**Exercise requirements**
Whenever the word "milk" turns up in a line of the data below, copy that line.

(Saved entries)
* * *
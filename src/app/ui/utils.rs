use ratatui::{
    layout::{Constraint, Flex, Layout, Rect},
    text::{Line, Span},
};
use unicode_width::UnicodeWidthStr;

pub fn popup_area(area: Rect, percent_width: u16, percent_height: u16) -> Rect {
    let vertical = Layout::vertical([Constraint::Percentage(percent_height)]).flex(Flex::Center);
    let horizontal = Layout::horizontal([Constraint::Percentage(percent_width)]).flex(Flex::Center);
    let [area] = vertical.areas(area);
    let [area] = horizontal.areas(area);
    area
}

pub fn notice_area(area: Rect, percent_width: u16) -> Rect {
    let horizontal = Layout::horizontal([Constraint::Percentage(percent_width)]).flex(Flex::End);
    let [area] = horizontal.areas(area);
    area
}

/// Word-wrap a line into at most `max_width`-wide lines, keeping span styles.
pub fn split_to_lines<'a>(text: impl Into<Line<'a>>, max_width: usize) -> Vec<Line<'a>> {
    let mut lines = vec![];
    let mut line: Vec<Span> = vec![];
    let mut line_width = 0;

    for word in split_spans(text) {
        if line_width + word.content.width() > max_width && !line.is_empty() {
            lines.push(Line::from(line));
            line = vec![];
            line_width = 0;
        }
        line_width += word.content.width();
        line.push(word);
    }
    if !line.is_empty() {
        lines.push(Line::from(line));
    }
    lines
}

fn split_spans<'a>(input: impl Into<Line<'a>>) -> Vec<Span<'a>> {
    let mut spans = vec![];
    input.into().spans.into_iter().for_each(|item| {
        spans.extend(split_span_by_space(item));
    });
    spans
}

fn split_span_by_space(span: Span) -> Vec<Span> {
    let mut spans = vec![];
    let s = span.content.to_string();
    let mut in_word = false;
    let mut start = 0;
    for (i, c) in s.char_indices() {
        if c == ' ' {
            if in_word {
                spans.push(Span::styled(s[start..i].to_string(), span.style));
                in_word = false;
            }
            let space_end = i + c.len_utf8();
            spans.push(Span::styled(s[i..space_end].to_string(), span.style));
            start = space_end;
        } else if !in_word {
            start = i;
            in_word = true;
        }
    }
    if in_word {
        spans.push(Span::styled(s[start..].to_string(), span.style));
    }
    spans
        .into_iter()
        .filter(|s| s.content.width() > 0)
        .collect()
}
#[cfg(test)]
#[path = "task_table_test.rs"]
mod tests;

use std::cmp::{max, min};

use ratatui::{
    Frame,
    layout::{Alignment, Constraint, Rect},
    style::{Color, Modifier, Style, Stylize},
    text::Line,
    widgets::{Block, BorderType, Borders, Cell, Padding, Paragraph, Row, Table, TableState},
};
use ratatui_macros::span;

use crate::models::Task;

/// The task list panel. Renders one of two branches: a log-in notice when no
/// session exists, or the table of tasks with its key hints.
#[derive(Default)]
pub struct TaskTable {
    state: TableState,
}

impl TaskTable {
    pub fn scroll_down(&mut self, len: usize) {
        let i = match self.state.selected() {
            Some(i) => max(min(len as i32 - 1, i as i32 + 1), 0),
            None => 0,
        } as usize;
        self.state.select(Some(i));
    }

    pub fn scroll_up(&mut self) {
        let i = match self.state.selected() {
            Some(i) => max(0, (i as i32) - 1),
            None => 0,
        } as usize;
        self.state.select(Some(i));
    }

    pub fn render(&mut self, f: &mut Frame, area: Rect, tasks: &[Task], logged_in: bool) {
        if !logged_in {
            render_logged_out(f, area);
            return;
        }

        let instructions = vec![
            span!(" "),
            span!("a").green().bold(),
            span!(" add, ").white(),
            span!("d").green().bold(),
            span!(" delete by id, ").white(),
            span!("r").green().bold(),
            span!(" reload ").white(),
        ];

        let block = Block::default()
            .borders(Borders::ALL)
            .border_type(BorderType::Rounded)
            .border_style(Style::default().fg(Color::LightBlue))
            .padding(Padding::symmetric(1, 0))
            .title(Line::from(" TODO list ").bold())
            .title_alignment(Alignment::Center)
            .title_bottom(Line::from(instructions));

        let header = Row::new(vec!["Title", "Due Date", "Details"])
            .style(Style::default().add_modifier(Modifier::BOLD))
            .height(1);

        let selected_row_style = Style::default()
            .add_modifier(Modifier::REVERSED)
            .add_modifier(Modifier::BOLD);

        let table = Table::new(
            build_rows(tasks),
            [
                Constraint::Fill(2),
                Constraint::Length(21),
                Constraint::Fill(3),
            ],
        )
        .header(header)
        .block(block)
        .row_highlight_style(selected_row_style);

        f.render_stateful_widget(table, area, &mut self.state);
    }
}

fn render_logged_out(f: &mut Frame, area: Rect) {
    let block = Block::default()
        .borders(Borders::ALL)
        .border_type(BorderType::Rounded)
        .border_style(Style::default().fg(Color::Yellow))
        .padding(Padding::symmetric(1, 0))
        .title(Line::from(" Warning: Please log in ").bold())
        .title_alignment(Alignment::Center);

    f.render_widget(
        Paragraph::new("Log in to use this widget.").block(block),
        area,
    );
}

fn build_rows<'a>(tasks: &'a [Task]) -> Vec<Row<'a>> {
    tasks
        .iter()
        .map(|task| {
            Row::new(vec![
                Cell::from(Line::from(vec![
                    span!("{}", task.summary.to_uppercase()).bold(),
                    span!(" (id: {})", task.id),
                ])),
                Cell::from(task.due_label.as_deref().unwrap_or("")),
                Cell::from(task.text.as_str()),
            ])
            .height(1)
        })
        .collect()
}
pub mod app;
pub mod app_state;
pub mod services;
pub mod ui;

use std::io;

pub use app::App;

use crossterm::{
    cursor,
    event::{DisableBracketedPaste, DisableMouseCapture},
    terminal::{LeaveAlternateScreen, disable_raw_mode, is_raw_mode_enabled},
};

pub fn destruct_terminal_for_panic() {
    if let Ok(enabled) = is_raw_mode_enabled() {
        if enabled {
            let _ = disable_raw_mode();
            let _ = crossterm::execute!(
                io::stdout(),
                LeaveAlternateScreen,
                DisableMouseCapture,
                DisableBracketedPaste
            );
            let _ = crossterm::execute!(io::stdout(), cursor::Show);
        }
    }
}
pub mod action;
pub mod event;
pub mod notice;
pub mod session;
pub mod task;
pub mod weather;

pub use action::Action;
pub use event::{ArcEventTx, Event, EventTx};
pub use notice::*;
pub use session::{ConfigSessionProvider, Session, SessionProvider};
pub use task::{DraftTask, Task};
pub use weather::{
    DailyWeather, HourlyWeather, WeatherSnapshot, day_label, weather_code_label,
    wind_direction_label,
};
use tokio::sync::mpsc::{self, UnboundedReceiver};
use tokio_util::sync::CancellationToken;
use tui_textarea::{Input, Key};

use super::*;

fn build_app<'a>(
    events: &'a mut EventService,
    session: Option<Session>,
) -> (App<'a>, UnboundedReceiver<Action>) {
    let (action_tx, action_rx) = mpsc::unbounded_channel::<Action>();
    let app = App::new(action_tx, events, session, CancellationToken::new());
    (app, action_rx)
}

fn char_event(c: char) -> Event {
    Event::KeyboardCharInput(Input {
        key: Key::Char(c),
        ctrl: false,
        alt: false,
        shift: false,
    })
}

#[test]
fn test_delete_rejects_non_numeric_id() {
    let mut events = EventService::default();
    let (mut app, mut action_rx) = build_app(&mut events, Some(Session::new("token")));

    app.open_delete_box();
    assert!(app.delete_box.showing());

    for c in "abc".chars() {
        app.handle_delete_event(&char_event(c));
    }
    app.handle_delete_event(&Event::KeyboardEnter);

    // The input stays open for a correction and nothing was requested
    assert!(app.delete_box.showing());
    assert!(action_rx.try_recv().is_err());
}

#[test]
fn test_delete_sends_action_for_valid_id() {
    let mut events = EventService::default();
    let (mut app, mut action_rx) = build_app(&mut events, Some(Session::new("token")));

    app.open_delete_box();
    for c in "42".chars() {
        app.handle_delete_event(&char_event(c));
    }
    app.handle_delete_event(&Event::KeyboardEnter);

    assert!(!app.delete_box.showing());
    assert!(matches!(action_rx.try_recv(), Ok(Action::DeleteTask(42))));
}

#[test]
fn test_delete_requires_session() {
    let mut events = EventService::default();
    let (mut app, mut action_rx) = build_app(&mut events, None);

    app.open_delete_box();
    assert!(!app.delete_box.showing());
    assert!(action_rx.try_recv().is_err());
}

#[test]
fn test_form_requires_session() {
    let mut events = EventService::default();
    let (mut app, _action_rx) = build_app(&mut events, None);

    app.open_form();
    assert!(!app.app_state.show_form_modal);
}

#[test]
fn test_form_submit_sends_create() {
    let mut events = EventService::default();
    let (mut app, mut action_rx) = build_app(&mut events, Some(Session::new("token")));

    app.open_form();
    assert!(app.app_state.show_form_modal);

    for c in "Buy milk".chars() {
        app.handle_form_event(&char_event(c));
    }
    app.handle_form_event(&Event::KeyboardEnter);

    assert!(!app.app_state.show_form_modal);
    match action_rx.try_recv() {
        Ok(Action::CreateTask(draft)) => assert_eq!(draft.title, "Buy milk"),
        _ => panic!("expected a create action"),
    }
}

#[test]
fn test_form_rejects_empty_title() {
    let mut events = EventService::default();
    let (mut app, mut action_rx) = build_app(&mut events, Some(Session::new("token")));

    app.open_form();
    app.handle_form_event(&Event::KeyboardEnter);

    assert!(app.app_state.show_form_modal);
    assert!(action_rx.try_recv().is_err());
}

#[test]
fn test_form_cancel_keeps_draft() {
    let mut events = EventService::default();
    let (mut app, _action_rx) = build_app(&mut events, Some(Session::new("token")));

    app.open_form();
    for c in "Gym".chars() {
        app.handle_form_event(&char_event(c));
    }
    app.handle_form_event(&Event::KeyboardEsc);

    assert!(!app.app_state.show_form_modal);
    assert_eq!(app.app_state.draft.title, "Gym");
}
* * *
**Answer for the task**
    for c in "Buy milk".chars() {
        Ok(Action::CreateTask(draft)) => assert_eq!(draft.title, "Buy milk"),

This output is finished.